■ **WORK INSTRUCTIONS**
Below are records; quote them exactly from the first line through the line that contains "pub async fn find_for_update(conn: &mut".
Start of RECORDS FOR THIS TASK
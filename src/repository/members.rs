//! Member queries for PostgreSQL

use rust_decimal::Decimal;
use sqlx::PgConnection;

use crate::{
    error::AppResult,
    models::{Member, MemberInput},
};

pub async fn list(conn: &mut PgConnection) -> AppResult<Vec<Member>> {
    let members = sqlx::query_as::<_, Member>("SELECT * FROM members ORDER BY id")
        .fetch_all(&mut *conn)
        .await?;
    Ok(members)
}

pub async fn find_for_update(conn: &mut PgConnection, id: i32) -> AppResult<Option<Member>> {
    let member = sqlx::query_as::<_, Member>("SELECT * FROM members WHERE id = $1 FOR UPDATE")
        .bind(id)
        .fetch_optional(&mut *conn)
        .await?;
    Ok(member)
}

pub async fn insert(conn: &mut PgConnection, input: &MemberInput) -> AppResult<Member> {
    let member = sqlx::query_as::<_, Member>(
        r#"
        INSERT INTO members (name, email, phone, outstanding_debt, amount_spent)
        VALUES ($1, $2, $3, 0, 0)
        RETURNING *
        "#,
    )
    .bind(&input.name)
    .bind(&input.email)
    .bind(&input.phone)
    .fetch_one(&mut *conn)
    .await?;
    Ok(member)
}

pub async fn update_contact(conn: &mut PgConnection, id: i32, input: &MemberInput) -> AppResult<bool> {
    let result = sqlx::query("UPDATE members SET name = $1, email = $2, phone = $3 WHERE id = $4")
        .bind(&input.name)
        .bind(&input.email)
        .bind(&input.phone)
        .bind(id)
        .execute(&mut *conn)
        .await?;
    Ok(result.rows_affected() == 1)
}

pub async fn update_balance(
    conn: &mut PgConnection,
    id: i32,
    outstanding_debt: Decimal,
    amount_spent: Decimal,
) -> AppResult<()> {
    sqlx::query("UPDATE members SET outstanding_debt = $1, amount_spent = $2 WHERE id = $3")
        .bind(outstanding_debt)
        .bind(amount_spent)
        .bind(id)
        .execute(&mut *conn)
        .await?;
    Ok(())
}

pub async fn delete(conn: &mut PgConnection, id: i32) -> AppResult<()> {
    sqlx::query("DELETE FROM members WHERE id = $1")
        .bind(id)
        .execute(&mut *conn)
        .await?;
    Ok(())
}

pub async fn count_transactions(conn: &mut PgConnection, id: i32) -> AppResult<i64> {
    let count: i64 = sqlx::query_scalar("SELECT COUNT(*) FROM transactions WHERE member_id = $1")
        .bind(id)
        .fetch_one(&mut *conn)
        .await?;
    Ok(count)
}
End of RECORDS FOR THIS TASK
■ **ANSWER**
filename src/repository/members.rs
//! Member queries for PostgreSQL

use rust_decimal::Decimal;
use sqlx::PgConnection;

use crate::{
    error::AppResult,
    models::{Member, MemberInput},
};

pub async fn list(conn: &mut PgConnection) -> AppResult<Vec<Member>> {
    let members = sqlx::query_as::<_, Member>("SELECT * FROM members ORDER BY id")
        .fetch_all(&mut *conn)
        .await?;
    Ok(members)
}

pub async fn find_for_update(conn: &mut PgConnection, id: i32) -> AppResult<Option<Member>> {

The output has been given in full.